Dylan, que no se despega, escucha atentamente a su abuelo decir: “Yo he hecho miles de trabajos, pero me crié en los tambos. Antes habían tambos por todos lados. Mi viejo era tambero. Yo lo soy y mi hijo también”. Con esta frase, Carlos sintetiza lo que es la herencia familiar y con la cual adelanta que seguramente el niño seguirá los lazos sanguíneos.
Ya tomaron el café. Carlos y Dylan salen del galpón y se dirigen otra vez a los corrales. El niño entra corriendo y comienzan a arriar las vacas hacia la zona del silo, una especie de alimento a base de maíz seco. Las vacas llegan, Carlos las empieza a alimentar mientras Dylan corre y se trepa a las “montañas” de comida en compañía de un perrito negro.

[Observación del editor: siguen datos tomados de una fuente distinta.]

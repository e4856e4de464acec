//! Session orchestration and bundle assembly.

use crate::error::{PipelineError, Result};
use ns_bundle::{Bundle, BundleAssembler};
use ns_common::{DetectionSpan, MergePolicy, PhiLabel, SpanId};
use ns_detect::{detect, ModelDetector, ModelEvent, ModelSession, ModelStatus};
use ns_merge::{MergeEngine, SessionState};
use ns_redact::{apply, RedactionOptions, RedactionOutcome};
use ns_temporal::{parse_date, TemporalAnchor};
use serde::{Deserialize, Serialize};
use tracing::{debug, warn};

/// One detection session over one note.
///
/// Owns the note text, the merge engine, and (optionally) a handle to a
/// running model detection task.
pub struct Session {
    text: String,
    engine: MergeEngine,
    model: Option<ModelSession>,
}

/// Run pattern-only detection over `text`.
pub fn run_detection(text: &str, policy: MergePolicy) -> Session {
    let mut engine = MergeEngine::new(policy);
    engine.ingest_pattern(detect(text));
    engine.complete_detection();
    Session {
        text: text.to_string(),
        engine,
        model: None,
    }
}

/// Run detection with the external probabilistic detector attached.
///
/// The model streams in the background; merge progressively with
/// [`Session::poll_model`], block until done with
/// [`Session::drain_model`], or stop it with [`Session::cancel_model`].
/// Model failure is never fatal: the session degrades to pattern-only
/// results and records the failure in its model status.
pub fn run_detection_with_model(
    text: &str,
    policy: MergePolicy,
    detector: &dyn ModelDetector,
) -> Session {
    let mut engine = MergeEngine::new(policy);
    engine.ingest_pattern(detect(text));
    engine.expect_model();
    let model = detector.start(text, engine.policy());
    Session {
        text: text.to_string(),
        engine,
        model: Some(model),
    }
}

impl Session {
    /// The note text this session runs over.
    pub fn text(&self) -> &str {
        &self.text
    }

    /// Lifecycle state of the span set.
    pub fn state(&self) -> SessionState {
        self.engine.state()
    }

    /// Status of the probabilistic detector.
    pub fn model_status(&self) -> &ModelStatus {
        self.engine.model_status()
    }

    /// The merged span set, policy applied, exclusions still visible.
    pub fn spans(&self) -> &[DetectionSpan] {
        self.engine.spans()
    }

    /// The redaction plan: merged set minus exclusions.
    pub fn plan(&self) -> Vec<DetectionSpan> {
        self.engine.plan()
    }

    /// Pump any pending model events without blocking.
    ///
    /// Returns true once the model is terminal (or none is attached).
    pub fn poll_model(&mut self) -> bool {
        loop {
            let event = match self.model.as_ref() {
                None => return true,
                Some(model) => model.try_next_event(),
            };
            match event {
                Ok(Some(ModelEvent::Batch(spans))) => {
                    debug!(count = spans.len(), "merging model batch");
                    self.engine.ingest_model_batch(spans);
                }
                Ok(Some(ModelEvent::Done(spans))) => {
                    self.engine.model_complete(spans);
                    self.model = None;
                    return true;
                }
                Ok(Some(ModelEvent::Error(reason))) => {
                    warn!(%reason, "model detector failed; proceeding pattern-only");
                    self.engine.model_failed(reason);
                    self.model = None;
                    return true;
                }
                Ok(None) => return false,
                Err(()) => {
                    self.conclude_closed_stream();
                    return true;
                }
            }
        }
    }

    /// Block until the model's terminal event (no-op without a model).
    pub fn drain_model(&mut self) {
        loop {
            let event = match self.model.as_ref() {
                None => break,
                Some(model) => model.next_event(),
            };
            match event {
                Some(ModelEvent::Batch(spans)) => {
                    debug!(count = spans.len(), "merging model batch");
                    self.engine.ingest_model_batch(spans);
                }
                Some(ModelEvent::Done(spans)) => {
                    self.engine.model_complete(spans);
                    self.model = None;
                    break;
                }
                Some(ModelEvent::Error(reason)) => {
                    warn!(%reason, "model detector failed; proceeding pattern-only");
                    self.engine.model_failed(reason);
                    self.model = None;
                    break;
                }
                None => {
                    self.conclude_closed_stream();
                    break;
                }
            }
        }
        self.engine.complete_detection();
    }

    /// Cancel the model detector. Safe at any point; the session stays
    /// valid with whatever spans had already been merged.
    pub fn cancel_model(&mut self) {
        if let Some(model) = self.model.take() {
            model.cancel();
            self.engine.model_cancelled();
        }
        self.engine.complete_detection();
    }

    fn conclude_closed_stream(&mut self) {
        let cancelled = self
            .model
            .as_ref()
            .map(|m| m.is_cancelled())
            .unwrap_or(false);
        if cancelled {
            self.engine.model_cancelled();
        } else {
            warn!("model detector stream closed without a terminal event");
            self.engine
                .model_failed("stream closed without a terminal event");
        }
        self.model = None;
    }

    /// Add an operator span over `[start, end)`.
    pub fn add_manual(
        &mut self,
        label: PhiLabel,
        start: usize,
        end: usize,
    ) -> ns_merge::Result<SpanId> {
        self.engine.add_manual(label, start, end)
    }

    /// Veto a span.
    pub fn exclude(&mut self, id: &SpanId) -> ns_merge::Result<()> {
        self.engine.exclude(id)
    }

    /// Undo a veto.
    pub fn include(&mut self, id: &SpanId) -> ns_merge::Result<()> {
        self.engine.include(id)
    }

    /// Change a span's label.
    pub fn relabel(&mut self, id: &SpanId, label: PhiLabel) -> ns_merge::Result<()> {
        self.engine.relabel(id, label)
    }

    /// Freeze the span set and produce redacted text.
    ///
    /// A still-streaming model is drained first, so the plan reflects
    /// everything both detectors found; cancel beforehand for
    /// pattern-only output.
    pub fn finalize_and_redact(&mut self, options: &RedactionOptions) -> RedactionOutcome {
        self.drain_model();
        let plan = self.engine.finalize();
        apply(&self.text, &plan, options)
    }
}

/// Caller-supplied description of one bundle document.
#[derive(Debug, Clone, Serialize, Deserialize)]
pub struct DocumentSpec {
    /// Document role, e.g. "operative note".
    pub role: String,

    /// Position within the bundle; unique, starts at 1.
    pub sequence: u32,

    /// Raw (unredacted) document text.
    pub text: String,

    /// The document's own date, used to place it on the timeline.
    pub document_date: String,
}

/// Redact every document against the shared anchor and assemble a
/// bundle.
///
/// Each document is run through pattern detection and anchored
/// redaction before its offset is resolved; submission re-scans every
/// text and fails closed on any residual date-like match.
pub fn assemble_bundle(
    specs: Vec<DocumentSpec>,
    anchor_date: &str,
    policy: &MergePolicy,
) -> Result<Bundle> {
    let parsed = parse_date(anchor_date);
    let index_date = parsed.date.ok_or_else(|| {
        PipelineError::InvalidAnchor(
            parsed
                .warning
                .unwrap_or_else(|| "unrecognized date format".to_string()),
        )
    })?;
    let anchor = TemporalAnchor::new(index_date);

    let mut assembler = BundleAssembler::new(anchor);
    let options = RedactionOptions::anchored(anchor);
    for spec in specs {
        let mut session = run_detection(&spec.text, policy.clone());
        let outcome = session.finalize_and_redact(&options);
        assembler.add_resolved(spec.role, spec.sequence, outcome.text, &spec.document_date)?;
    }
    Ok(assembler.submit()?)
}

La primera etapa de la jornada laboral terminó. “Ahora vamos a descansar”, dice Carlos como dándole la orden al niño para que entre a la casa. “Chau” dice Dylan mientras vuelve a chocar puños. Son apenas pasadas las 8 de la mañana. Los clientes, a pesar de que es domingo, empiezan a llegar al tambo para comprar la leche y algunos otros productos y así abastecerse para lo que será la semana que está por comenzar.